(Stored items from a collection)
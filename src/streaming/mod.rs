//! Chunk streaming: persistence, activation, background rebuilds and pathfinding

pub mod coord;
pub mod chunk;
pub mod objects;
pub mod external;
pub mod codec;
pub mod archive;
pub mod region;
pub mod lod;
pub mod priority;
pub mod jobs;
pub mod flavor;
pub mod pipeline;
pub mod path;
pub mod volume;

#[cfg(test)]
pub(crate) mod testing;

pub use coord::{ChunkCoord, RegionCoord};
pub use chunk::{ChunkData, ChunkSnapshot, SharedChunk, NO_DATA, layer, read_chunk, write_chunk};
pub use objects::{AttachedObject, ObjectFactory, ObjectRegistry};
pub use external::{
    ActivationContext, ActivationHook, Generator, GeometryHandle, MeshBuilder, NullMeshBuilder,
    NullScene, PhysicsFactory, SceneGraph, ShapeHandle, VisualHandle,
};
pub use codec::{compress_chunk, decompress_chunk, decode_chunk, encode_chunk};
pub use archive::RegionArchive;
pub use region::Region;
pub use lod::{LodConfig, lod_from_distance, LOD_DISTANCES, MAX_LOD};
pub use priority::{ActivationQueue, ChunkPriority};
pub use jobs::{JobHandle, WorkerPool};
pub use flavor::{TileFlavor, VolumeFlavor, VoxelFlavor};
pub use pipeline::{ApplyStats, PipelineResult, ScheduleStats, UpdatePipeline};
pub use path::{Path, PathGrid, PathNode, find_path};
pub use volume::{RegionGrid, TickReport, Volume, VolumeBuilder, VolumeSampler};
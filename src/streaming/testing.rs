//! Test doubles for the external collaborators

use std::sync::atomic::{AtomicU64, AtomicUsize, Ordering};
use std::sync::{Mutex, PoisonError};
use std::time::{Duration, Instant};

use crate::streaming::chunk::{ChunkData, ChunkSnapshot};
use crate::streaming::coord::ChunkCoord;
use crate::streaming::external::{
    GeometryHandle, MeshBuilder, PhysicsFactory, SceneGraph, ShapeHandle, VisualHandle,
};

/// Scene that records every notification
#[derive(Default)]
pub struct RecordingScene {
    pub events: Mutex<Vec<SceneEvent>>,
}

#[derive(Clone, Debug, PartialEq, Eq)]
pub enum SceneEvent {
    Attach(ChunkCoord),
    Detach(ChunkCoord),
    Refresh(ChunkCoord),
    AttachObject(ChunkCoord, u64, VisualHandle),
    DetachObject(ChunkCoord, u64),
}

impl RecordingScene {
    pub fn events(&self) -> Vec<SceneEvent> {
        self.events.lock().unwrap_or_else(PoisonError::into_inner).clone()
    }

    pub fn count(&self, event: &SceneEvent) -> usize {
        self.events().iter().filter(|e| *e == event).count()
    }

    fn push(&self, event: SceneEvent) {
        self.events
            .lock()
            .unwrap_or_else(PoisonError::into_inner)
            .push(event);
    }
}

impl SceneGraph for RecordingScene {
    fn attach(&self, chunk: &ChunkData) {
        self.push(SceneEvent::Attach(chunk.coord()));
    }

    fn detach(&self, chunk: &ChunkData) {
        self.push(SceneEvent::Detach(chunk.coord()));
    }

    fn refresh(&self, chunk: &ChunkData) {
        self.push(SceneEvent::Refresh(chunk.coord()));
    }

    fn attach_object(&self, chunk: ChunkCoord, object_id: u64, visual: VisualHandle) {
        self.push(SceneEvent::AttachObject(chunk, object_id, visual));
    }

    fn detach_object(&self, chunk: ChunkCoord, object_id: u64) {
        self.push(SceneEvent::DetachObject(chunk, object_id));
    }
}

/// Mesher that hands out sequential geometry handles for non-empty snapshots
#[derive(Default)]
pub struct CountingMesher {
    pub builds: AtomicUsize,
    next: AtomicU64,
}

impl MeshBuilder for CountingMesher {
    fn build_mesh(&self, snapshot: &ChunkSnapshot) -> Option<GeometryHandle> {
        self.builds.fetch_add(1, Ordering::SeqCst);
        if snapshot.is_empty() {
            return None;
        }
        Some(GeometryHandle(self.next.fetch_add(1, Ordering::SeqCst) + 1))
    }
}

/// Mesher that blocks until the test releases it
pub struct GatedMesher {
    gate: Mutex<std::sync::mpsc::Receiver<()>>,
}

impl GatedMesher {
    pub fn new() -> (Self, std::sync::mpsc::Sender<()>) {
        let (tx, rx) = std::sync::mpsc::channel();
        (Self { gate: Mutex::new(rx) }, tx)
    }
}

impl MeshBuilder for GatedMesher {
    fn build_mesh(&self, _snapshot: &ChunkSnapshot) -> Option<GeometryHandle> {
        let _ = self.gate.lock().unwrap_or_else(PoisonError::into_inner).recv();
        Some(GeometryHandle(99))
    }
}

/// Physics factory returning one shape per call
#[derive(Default)]
pub struct CountingPhysics {
    pub shapes: AtomicU64,
}

impl PhysicsFactory for CountingPhysics {
    fn collision_shape(&self, _chunk: &ChunkData) -> Option<ShapeHandle> {
        Some(ShapeHandle(self.shapes.fetch_add(1, Ordering::SeqCst) + 1))
    }
}

/// Poll `done` until it holds or a few seconds pass
pub fn eventually(mut done: impl FnMut() -> bool) -> bool {
    let deadline = Instant::now() + Duration::from_secs(5);
    while Instant::now() < deadline {
        if done() {
            return true;
        }
        std::thread::sleep(Duration::from_millis(2));
    }
    done()
}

WORK ITEM:
The lines to output run from the one containing "let deadline = Instant::now()" through the last line of the records above; repeat them exactly and nothing more.

EXPECTED ANSWER:
    let deadline = Instant::now() + Duration::from_secs(5);
    while Instant::now() < deadline {
        if done() {
            return true;
        }
        std::thread::sleep(Duration::from_millis(2));
    }
    done()
}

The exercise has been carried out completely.